* **WHAT YOU SHOULD DO**
Beginning with the line below that contains "pub mod token;" and ending with the line that contains "named, typed dimension.", copy every line exactly. Copy nothing else.

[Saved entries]
^^^^^^^^

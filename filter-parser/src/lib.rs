//! FILENAME: filter-parser/src/lib.rs
//! PURPOSE: Library root for the segment filter expression parser.
//! CONTEXT: This crate exposes the lexer, parser, and AST components
//! needed to convert filter text into a predicate tree that the segment
//! engine type-checks and evaluates per record.
//!
//! PIPELINE: Filter Text --> Lexer --> Tokens --> Parser --> AST --> Type Check --> Evaluator
//!
//! SUPPORTED FEATURES:
//! - Comparison: =, !=, >, >=, <, <=, contains, in
//! - Connectives: AND (binds tighter), OR
//! - Parentheses for grouping
//! - Literals: numbers (optionally negative), quoted strings, bare words,
//!   booleans, value lists for IN

pub mod ast;
pub mod lexer;
pub mod parser;
pub mod token;


// Re-export commonly used types for convenience
pub use ast::{Comparison, ComparisonOperator, FilterExpr, Literal};
pub use lexer::Lexer;
pub use parser::{parse, ParseError, ParseResult, Parser, MAX_NESTING};
pub use token::{Spanned, Token};
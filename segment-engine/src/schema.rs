//! FILENAME: segment-engine/src/schema.rs
//! PURPOSE: The ordered list of typed dimensions a dataset is declared with.

use crate::error::{SegmentError, SegmentResult};
use crate::value::DimensionType;
use rustc_hash::{FxHashMap, FxHasher};
use serde::{Deserialize, Serialize};
use std::hash::{Hash, Hasher};

/// A named, typed dimension.
#[derive(Debug, Clone, PartialEq, Eq, Hash, Serialize, Deserialize)]
#[serde(rename_all = "camelCase")]
pub struct DimensionDef {
    pub name: String,
    #[serde(rename = "type")]
    pub dimension_type: DimensionType,
}

impl DimensionDef {
    pub fn new(name: impl Into<String>, dimension_type: DimensionType) -> Self {
        DimensionDef {
            name: name.into(),
            dimension_type,
        }
    }
}

/// Ordered dimensions with unique names.
#[derive(Debug, Clone, PartialEq, Serialize, Deserialize)]
#[serde(try_from = "Vec<DimensionDef>", into = "Vec<DimensionDef>")]
pub struct Schema {
    dimensions: Vec<DimensionDef>,
    #[serde(skip)]
    index: FxHashMap<String, usize>,
}

impl Schema {
    /// Validates names (non-empty, unique) and builds the name index.
    pub fn new(dimensions: Vec<DimensionDef>) -> SegmentResult<Self> {
        let mut index = FxHashMap::default();
        for (i, dim) in dimensions.iter().enumerate() {
            if dim.name.trim().is_empty() {
                return Err(SegmentError::config(format!(
                    "Dimension #{} has an empty name",
                    i + 1
                )));
            }
            if index.insert(dim.name.clone(), i).is_some() {
                return Err(SegmentError::config_for(
                    &dim.name,
                    format!("Duplicate dimension name '{}'", dim.name),
                ));
            }
        }
        Ok(Schema { dimensions, index })
    }

    pub fn dimensions(&self) -> &[DimensionDef] {
        &self.dimensions
    }

    pub fn len(&self) -> usize {
        self.dimensions.len()
    }

    pub fn is_empty(&self) -> bool {
        self.dimensions.is_empty()
    }

    pub fn index_of(&self, name: &str) -> Option<usize> {
        self.index.get(name).copied()
    }

    pub fn get(&self, name: &str) -> Option<&DimensionDef> {
        self.index_of(name).map(|i| &self.dimensions[i])
    }

    /// Stable hash of names and types, in order.
    pub fn fingerprint(&self) -> u64 {
        let mut hasher = FxHasher::default();
        self.dimensions.hash(&mut hasher);
        hasher.finish()
    }
}

impl TryFrom<Vec<DimensionDef>> for Schema {
    type Error = SegmentError;

    fn try_from(dimensions: Vec<DimensionDef>) -> SegmentResult<Self> {
        Schema::new(dimensions)
    }
}

impl From<Schema> for Vec<DimensionDef> {
    fn from(schema: Schema) -> Self {
        schema.dimensions
    }
}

^^^^^^^^

* **ANSWER TO THIS TASK**
pub mod token;


// Re-export commonly used types for convenience
pub use ast::{Comparison, ComparisonOperator, FilterExpr, Literal};
pub use lexer::Lexer;
pub use parser::{parse, ParseError, ParseResult, Parser, MAX_NESTING};
pub use token::{Spanned, Token};
filename segment-engine/src/schema.rs
//! FILENAME: segment-engine/src/schema.rs
//! PURPOSE: The ordered list of typed dimensions a dataset is declared with.

use crate::error::{SegmentError, SegmentResult};
use crate::value::DimensionType;
use rustc_hash::{FxHashMap, FxHasher};
use serde::{Deserialize, Serialize};
use std::hash::{Hash, Hasher};

/// A named, typed dimension.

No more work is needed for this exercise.